Furthermore, he said, “For two centuries, Americans have worked relentlessly to extend basic human rights to more and more of our fellow citizens, and Senator Bernie Sanders and I – two men who don’t agree much in terms of our voting record – do agree about this. This is a recent Senator Sanders quote: ‘The mark of a great nation is how it treats its most vulnerable people.’”

“Yes, and Amen, and that’s exactly why we’re here today. It’s time to protect these newborn and vulnerable babies,” the senator said.

Sen. Dick Durbin (D-Ill.) said that what Sasse described “is a horrible situation” that should be against the law, and he recommended that people look up Dr. Kermit Gosnell, a Philadelphia abortionist serving life in prison for killing three babies born alive during an abortion attempt by snipping the babies’ necks with scissors.

“There’s no question about it. It ought to be against the law, and it is. For those who want to take a look at this issue, I recommend to you a very simple procedure: go to your computer. Go on the Internet and type in two words: Kermit Gosnell,” Durbin said. 

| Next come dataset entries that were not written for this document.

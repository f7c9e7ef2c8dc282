//! Store lifecycle owner
//!
//! `StoreManager` holds at most one open [`ComponentStore`] for a configured
//! path. Callers construct it once at startup and pass it (or the store it
//! hands out) to whatever needs the catalog.

use std::path::{Path, PathBuf};
use crate::Result;
use crate::index::{NoopIndex, VectorIndex};
use super::sqlite::ComponentStore;

pub struct StoreManager {
    path: PathBuf,
    store: Option<ComponentStore>,
    index: Box<dyn VectorIndex>,
}

impl StoreManager {
    /// Manage the database at `path`. Nothing is opened until [`open`](Self::open).
    pub fn new(path: impl Into<PathBuf>) -> Self {
        Self {
            path: path.into(),
            store: None,
            index: Box::new(NoopIndex),
        }
    }

    /// Manage the default database under a project root
    pub fn for_project(root: &Path) -> Self {
        Self::new(crate::config::default_database_path_in(root))
    }

    /// Run `index` every time a new connection is opened
    pub fn with_vector_index(mut self, index: impl VectorIndex + 'static) -> Self {
        self.index = Box::new(index);
        self
    }

    pub fn path(&self) -> &Path {
        &self.path
    }

    pub fn is_open(&self) -> bool {
        self.store.is_some()
    }

    /// Return the open store, opening it first if needed
    pub fn open(&mut self) -> Result<&ComponentStore> {
        let store = match self.store.take() {
            Some(store) => store,
            None => {
                let store = ComponentStore::open(&self.path)?;
                if let Err(e) = self.index.initialize(&store) {
                    tracing::warn!("Vector index '{}' failed to initialize: {}", self.index.name(), e);
                }
                store
            }
        };
        let store: &ComponentStore = self.store.insert(store);
        Ok(store)
    }

    /// Close the open store, if any. A later `open` creates a new connection.
    pub fn close(&mut self) -> Result<()> {
        if let Some(store) = self.store.take() {
            store.close()?;
            tracing::debug!("Closed component store at {}", self.path.display());
        }
        Ok(())
    }
}

#[cfg(test)]
mod tests {
    use super::*;
    use crate::component::{Category, Component};
    use std::cell::Cell;
    use std::rc::Rc;

    struct CountingIndex(Rc<Cell<usize>>);

    impl VectorIndex for CountingIndex {
        fn name(&self) -> &str {
            "counting"
        }

        fn initialize(&self, _store: &ComponentStore) -> Result<()> {
            self.0.set(self.0.get() + 1);
            Ok(())
        }
    }

    struct FailingIndex;

    impl VectorIndex for FailingIndex {
        fn name(&self) -> &str {
            "failing"
        }

        fn initialize(&self, _store: &ComponentStore) -> Result<()> {
            Err(crate::Error::NotFound("model".into()))
        }
    }

    #[test]
    fn test_open_is_reused_until_closed() {
        let dir = tempfile::tempdir().unwrap();
        let calls = Rc::new(Cell::new(0));
        let mut manager = StoreManager::for_project(dir.path())
            .with_vector_index(CountingIndex(calls.clone()));

        assert!(!manager.is_open());
        manager.open().unwrap();
        manager.open().unwrap();
        assert_eq!(calls.get(), 1);
        assert!(manager.path().ends_with(".uiforge/rag.sqlite"));

        manager.close().unwrap();
        assert!(!manager.is_open());
        manager.open().unwrap();
        assert_eq!(calls.get(), 2);
    }

    #[test]
    fn test_data_survives_reopen() {
        let dir = tempfile::tempdir().unwrap();
        let mut manager = StoreManager::new(dir.path().join("rag.sqlite"));

        let store = manager.open().unwrap();
        store
            .upsert(&Component::new("a", "A", Category::Atom, "button", "solid", "<button/>"))
            .unwrap();
        manager.close().unwrap();

        assert_eq!(manager.open().unwrap().count().unwrap(), 1);
    }

    #[test]
    fn test_index_failure_does_not_fail_open() {
        let dir = tempfile::tempdir().unwrap();
        let mut manager = StoreManager::new(dir.path().join("rag.sqlite")).with_vector_index(FailingIndex);
        assert!(manager.open().is_ok());
    }

    #[test]
    fn test_open_failure_propagates() {
        let dir = tempfile::tempdir().unwrap();
        let blocker = dir.path().join("not-a-dir");
        std::fs::write(&blocker, b"file").unwrap();

        let mut manager = StoreManager::new(blocker.join("rag.sqlite"));
        assert!(manager.open().is_err());
        assert!(!manager.is_open());
    }
}
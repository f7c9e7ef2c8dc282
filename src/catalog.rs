//! Catalog loader - reads component definitions for seeding
//!
//! The catalog file is a JSON array of component objects in the ingest
//! shape (see [`Component`]).

use std::collections::HashSet;
use std::path::Path;
use crate::{Error, Result};
use crate::component::Component;

/// Read and parse a catalog file
pub fn load_catalog(path: &Path) -> Result<Vec<Component>> {
    let contents = std::fs::read_to_string(path)?;
    parse_catalog(&contents).map_err(|e| match e {
        Error::Catalog(msg) => Error::Catalog(format!("{}: {}", path.display(), msg)),
        other => other,
    })
}

/// Parse catalog JSON. Duplicate ids are kept (the last one wins on seed) but logged.
pub fn parse_catalog(contents: &str) -> Result<Vec<Component>> {
    let components: Vec<Component> =
        serde_json::from_str(contents).map_err(|e| Error::Catalog(e.to_string()))?;

    let mut seen = HashSet::new();
    for component in &components {
        if !seen.insert(component.id.as_str()) {
            tracing::warn!("Duplicate component id in catalog: {}", component.id);
        }
    }
    Ok(components)
}

/// Parse either a single component object or an array of them
pub fn parse_components(contents: &str) -> Result<Vec<Component>> {
    if contents.trim_start().starts_with('[') {
        parse_catalog(contents)
    } else {
        let component = serde_json::from_str(contents).map_err(|e| Error::Catalog(e.to_string()))?;
        Ok(vec![component])
    }
}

“In the year 2013, this physician was found guilty of the very thing that Senator Sasse has described this morning. Where is he today? Do we need a new law to go get him? No, you’ll find him in prison serving a life sentence without parole plus 30 years. He broke the law by doing exactly what Senator Sasse has described. He’s in prison. As far as I’m concerned, should be. What we’ve got to do is take a serious look at this and ask does it add anything to the protections currently in the law against infanticide,” he said.

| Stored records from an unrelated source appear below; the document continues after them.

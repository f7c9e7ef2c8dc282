pub mod icons;
pub mod output;
pub mod progress;
pub mod table;
pub mod theme;

pub use icons::Icons;
pub use output::{category_icon, dim, header, section, status, success, summary_row, term_list, warn};
pub use progress::Spinner;
pub use table::{component_table, ranked_table, stats_table, TableBuilder};
pub use theme::{theme, Theme};
//! Query criteria and scoring weights

use serde::{Deserialize, Serialize};
use crate::component::Category;

/// Fixed scoring weights. Callers rely on the relative order these produce.
pub mod weights {
    pub const TYPE_EXACT: i64 = 10;
    pub const TYPE_PARTIAL: i64 = 5;
    pub const VARIANT_EXACT: i64 = 8;
    pub const VARIANT_PARTIAL: i64 = 4;
    pub const CATEGORY: i64 = 4;
    pub const MOOD: i64 = 6;
    pub const INDUSTRY: i64 = 5;
    pub const INDUSTRY_GENERAL: i64 = 2;
    pub const STYLE: i64 = 6;

    /// Industry term that earns the fallback score
    pub const GENERAL_INDUSTRY: &str = "general";
}

/// A sparse design request. Every field is optional; absent fields do not
/// contribute to the score.
#[derive(Debug, Clone, Default, PartialEq, Eq, Serialize, Deserialize)]
#[serde(default)]
pub struct QueryCriteria {
    /// Component type; exact or substring match is required
    #[serde(rename = "type")]
    pub kind: Option<String>,
    /// Variant; exact or substring match is required
    pub variant: Option<String>,
    pub category: Option<Category>,
    pub mood: Option<String>,
    pub industry: Option<String>,
    pub style: Option<String>,
}

impl QueryCriteria {
    pub fn new() -> Self {
        Self::default()
    }

    pub fn kind(mut self, kind: impl Into<String>) -> Self {
        self.kind = Some(kind.into());
        self
    }

    pub fn variant(mut self, variant: impl Into<String>) -> Self {
        self.variant = Some(variant.into());
        self
    }

    pub fn category(mut self, category: Category) -> Self {
        self.category = Some(category);
        self
    }

    pub fn mood(mut self, mood: impl Into<String>) -> Self {
        self.mood = Some(mood.into());
        self
    }

    pub fn industry(mut self, industry: impl Into<String>) -> Self {
        self.industry = Some(industry.into());
        self
    }

    pub fn style(mut self, style: impl Into<String>) -> Self {
        self.style = Some(style.into());
        self
    }

    /// True when no criterion is set
    pub fn is_empty(&self) -> bool {
        self == &Self::default()
    }
}
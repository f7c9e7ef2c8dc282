//! # uiforge-rag - UI component retrieval engine
//!
//! Persistent catalog of reusable UI-component snippets with weighted
//! retrieval for design requests.
//!
//! uiforge-rag provides:
//! - A normalized SQLite schema for components and their shared vocabularies
//! - Atomic bulk ingest with full-replace upsert semantics
//! - Weighted multi-criteria ranking compiled into one SQL statement
//! - Relationship discovery over shared moods and industries
//! - Chunked batch hydration that never exceeds SQLite's parameter limit

pub mod component;
pub mod vocabulary;
pub mod storage;
pub mod query;
pub mod catalog;
pub mod index;
pub mod config;
pub mod ui;

// Re-exports for convenient access
pub use component::{A11y, Category, Component, Quality, Responsive, Seo};
pub use vocabulary::Vocabulary;
pub use storage::{ComponentStore, StoreManager};
pub use query::{QueryCriteria, QueryEngine, RelationshipFinder};

/// Result type alias for catalog operations
pub type Result<T> = std::result::Result<T, Error>;

/// Error types for catalog operations
#[derive(Debug, thiserror::Error)]
pub enum Error {
    #[error("Storage error: {0}")]
    Storage(#[from] rusqlite::Error),

    #[error("IO error: {0}")]
    Io(#[from] std::io::Error),

    #[error("Serialization error: {0}")]
    Serialization(#[from] serde_json::Error),

    #[error("Component not found: {0}")]
    NotFound(String),

    #[error("Unknown category: {0}")]
    InvalidCategory(String),

    #[error("Unknown vocabulary kind: {0}")]
    InvalidVocabulary(String),

    #[error("Invalid catalog: {0}")]
    Catalog(String),
}
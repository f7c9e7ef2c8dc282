//! Tolerant decoding of JSON-valued columns
//!
//! A corrupted or legacy row must never break retrieval, so every structured
//! column is decoded through [`decode_or`], which falls back to a typed
//! default and logs the failure instead of returning an error.

use serde::de::DeserializeOwned;

/// Decode `raw` as `T`, returning `fallback()` on malformed input.
///
/// `column` and `id` are only used for the log line.
pub fn decode_or<T, F>(raw: &str, column: &str, id: &str, fallback: F) -> T
where
    T: DeserializeOwned,
    F: FnOnce() -> T,
{
    match serde_json::from_str(raw) {
        Ok(value) => value,
        Err(e) => {
            tracing::warn!(component = id, column, "malformed JSON column, using default: {}", e);
            fallback()
        }
    }
}

/// Like [`decode_or`] for nullable columns: `NULL` stays `None`, malformed
/// text decodes to `Some(fallback())`.
pub fn decode_optional_or<T, F>(raw: Option<&str>, column: &str, id: &str, fallback: F) -> Option<T>
where
    T: DeserializeOwned,
    F: FnOnce() -> T,
{
    raw.map(|text| decode_or(text, column, id, fallback))
}
impl ComponentStore {
    /// Open a database file (creates it and its directory if missing)
    pub fn open(path: &Path) -> Result<Self> {
        if let Some(parent) = path.parent() {
            if !parent.as_os_str().is_empty() && !parent.exists() {
                std::fs::create_dir_all(parent)?;
            }
        }

        let conn = Connection::open(path)?;
        let store = Self {
            conn,
            path: Some(path.to_path_buf()),
        };
        store.apply_pragmas()?;
        store.initialize_schema()?;
        tracing::debug!("Opened component store at {}", path.display());
        Ok(store)
    }

    /// Open an in-memory database (for testing)
    pub fn open_in_memory() -> Result<Self> {
        let conn = Connection::open_in_memory()?;
        let store = Self { conn, path: None };
        store.apply_pragmas()?;
        store.initialize_schema()?;
        Ok(store)
    }

    /// Release the connection, surfacing any error from SQLite
    pub fn close(self) -> Result<()> {
        self.conn.close().map_err(|(_, e)| Error::Storage(e))
    }

    /// Backing file, `None` for in-memory stores
    pub fn path(&self) -> Option<&Path> {
        self.path.as_deref()
    }

    pub(crate) fn conn(&self) -> &Connection {
        &self.conn
    }

    fn apply_pragmas(&self) -> Result<()> {
        self.conn.pragma_update(None, "foreign_keys", "ON")?;
        // In-memory databases answer "memory" here
        let mode: String = self
            .conn
            .pragma_update_and_check(None, "journal_mode", "WAL", |row| row.get(0))?;
        self.conn.pragma_update(None, "synchronous", "NORMAL")?;
        tracing::debug!("journal_mode = {}", mode);
        Ok(())
    }

    /// Initialize the database schema and stamp the schema version
    fn initialize_schema(&self) -> Result<()> {
        for stmt in schema::all_schema_statements() {
            self.conn.execute(&stmt, [])?;
        }
        set_meta(&self.conn, schema::META_SCHEMA_VERSION, schema::SCHEMA_VERSION)?;
        Ok(())
    }

    // ========== Ingest ==========

    /// Load snippets into the catalog inside one transaction.
    ///
    /// Each snippet fully replaces any existing row with the same id,
    /// including its term sets and tailwind roles. Nothing is written unless
    /// every snippet succeeds.
    pub fn seed(&self, snippets: &[Component]) -> Result<SeedReport> {
        let tx = self.conn.unchecked_transaction()?;

        let mut links = 0;
        let mut roles = 0;
        for snippet in snippets {
            let (l, r) = write_component(&tx, snippet)?;
            links += l;
            roles += r;
        }

        set_meta(&tx, schema::META_SEEDED, "true")?;
        set_meta(&tx, schema::META_SEED_COUNT, &snippets.len().to_string())?;
        tx.commit()?;

        tracing::info!(
            "Seeded {} components ({} term links, {} tailwind roles)",
            snippets.len(),
            links,
            roles
        );
        Ok(SeedReport {
            components: snippets.len(),
            term_links: links,
            tailwind_roles: roles,
        })
    }

    /// Insert or fully replace a single component
    pub fn upsert(&self, snippet: &Component) -> Result<()> {
        self.seed(std::slice::from_ref(snippet))?;
        Ok(())
    }

    /// Delete a component. Returns true if a row was removed.
    ///
    /// Join and role rows cascade; vocabulary terms are kept.
    pub fn delete(&self, id: &str) -> Result<bool> {
        let removed = self.conn.execute("DELETE FROM components WHERE id = ?1", [id])?;
        if removed > 0 {
            tracing::info!("Deleted component {}", id);
        }
        Ok(removed > 0)
    }

    /// Delete all catalog data and seed markers. The schema version is kept.
    pub fn reset(&self) -> Result<()> {
        let tx = self.conn.unchecked_transaction()?;
        for vocab in Vocabulary::all() {
            tx.execute(&format!("DELETE FROM {}", vocab.join_table()), [])?;
            tx.execute(&format!("DELETE FROM {}", vocab.term_table()), [])?;
        }
        tx.execute("DELETE FROM tailwind_classes", [])?;
        tx.execute("DELETE FROM components", [])?;
        tx.execute(
            "DELETE FROM meta WHERE key != ?1",
            [schema::META_SCHEMA_VERSION],
        )?;
        tx.commit()?;
        Ok(())
    }

    // ========== Meta ==========

    /// True once any seed transaction has committed
    pub fn is_seeded(&self) -> Result<bool> {
        Ok(get_meta(&self.conn, schema::META_SEEDED)?.as_deref() == Some("true"))
    }

    /// Number of snippets written by the last seed call
    pub fn seed_count(&self) -> Result<Option<usize>> {
        Ok(get_meta(&self.conn, schema::META_SEED_COUNT)?.and_then(|v| v.parse().ok()))
    }

    pub fn schema_version(&self) -> Result<Option<String>> {
        get_meta(&self.conn, schema::META_SCHEMA_VERSION)
    }

    // ========== Lookups ==========

    /// Count all components
    pub fn count(&self) -> Result<usize> {
        let count: i64 = self.conn.query_row("SELECT COUNT(*) FROM components", [], |row| row.get(0))?;
        Ok(count as usize)
    }

    /// All component ids, sorted
    pub fn all_ids(&self) -> Result<Vec<String>> {
        let mut stmt = self.conn.prepare("SELECT id FROM components ORDER BY id")?;
        let ids = stmt
            .query_map([], |row| row.get(0))?
            .collect::<rusqlite::Result<Vec<String>>>()?;
        Ok(ids)
    }

    /// Ids of components in one category, sorted
    pub fn ids_by_category(&self, category: Category) -> Result<Vec<String>> {
        let mut stmt = self
            .conn
            .prepare("SELECT id FROM components WHERE category = ?1 ORDER BY id")?;
        let ids = stmt
            .query_map([category.as_str()], |row| row.get(0))?
            .collect::<rusqlite::Result<Vec<String>>>()?;
        Ok(ids)
    }

    /// Get a fully hydrated component by id
    pub fn get_by_id(&self, id: &str) -> Result<Component> {
        self.hydrate(&[id.to_string()])?
            .pop()
            .ok_or_else(|| Error::NotFound(id.to_string()))
    }

    /// Every component, hydrated in batch
    pub fn get_all(&self) -> Result<Vec<Component>> {
        let ids = self.all_ids()?;
        self.hydrate(&ids)
    }

    /// Every component in one category, hydrated in batch
    pub fn get_by_category(&self, category: Category) -> Result<Vec<Component>> {
        let ids = self.ids_by_category(category)?;
        self.hydrate(&ids)
    }

    /// Known terms of one vocabulary kind, including orphaned ones
    pub fn vocabulary_terms(&self, vocab: Vocabulary) -> Result<Vec<String>> {
        let mut stmt = self
            .conn
            .prepare(&format!("SELECT name FROM {} ORDER BY name", vocab.term_table()))?;
        let terms = stmt
            .query_map([], |row| row.get(0))?
            .collect::<rusqlite::Result<Vec<String>>>()?;
        Ok(terms)
    }

    /// Get catalog statistics
    pub fn stats(&self) -> Result<CatalogStats> {
        let mut terms = Vec::with_capacity(Vocabulary::all().len());
        for vocab in Vocabulary::all() {
            let n: i64 = self.conn.query_row(
                &format!("SELECT COUNT(*) FROM {}", vocab.term_table()),
                [],
                |row| row.get(0),
            )?;
            terms.push((*vocab, n as usize));
        }

        Ok(CatalogStats {
            components: self.count()?,
            terms,
            seeded: self.is_seeded()?,
            seed_count: self.seed_count()?,
        })
    }
}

Durbin said that in a “bipartisan effort,” virtually everyone joined together a few years ago “to establish this basic standard in federal law as well,” and Tuesday’s hearing was “addressing an issue already addressed in virtually every state in terms of infanticide and involuntary manslaughter when it comes to babies in this circumstance.”

He also suggested that the committee take a look at the disparity in infant and maternal mortality when it came to African-American women and babies.

“If your interest is infant mortality, consider the fact that if you are an African American infant born in America today, you are three times more likely to die in the first year of birth – three times African American. What about the mother giving birth?” the senator asked.

“In the United States of America, African American women are six times more likely to die giving birth than other women in this country, and the numbers sadly are horrible in comparison with the rest of the world, which is making real progress on maternal mortality and infant mortality,” he said. “Can we take the hot button issues and set them aside and all agree to focus on infant mortality and maternal mortality? There’s plenty of room for improvement there starting with this president’s budget.”

Following Durbin’s opening statement, Sasse chimed in to illustrate “two distinctions” in Durbin’s comments - “chief among them that Kermit Gosnell is in prison as he rightly should be.”

“Though federal law recognizes the dignity and the personhood of these babies who’ve been born alive, it doesn’t actually criminalize killing them or denying them care, and so about half of states don’t have any prohibition on this, and the federal law doesn’t have any punishment or prohibition,” Sasse said.

“And second of all, there’s active killing versus passive killing, and the practice that we’re going to talk about today, and I know that Mrs. Stanek’s testimony’s going to deal with directly is the practice of allowing these babies to die by simply removing and withholding all care from them. So I agree in the spirit of Senator Durbin’s comments that there are multiple places that we agree. There’s also still lots and lots of gaps that we need to tackle,” he said.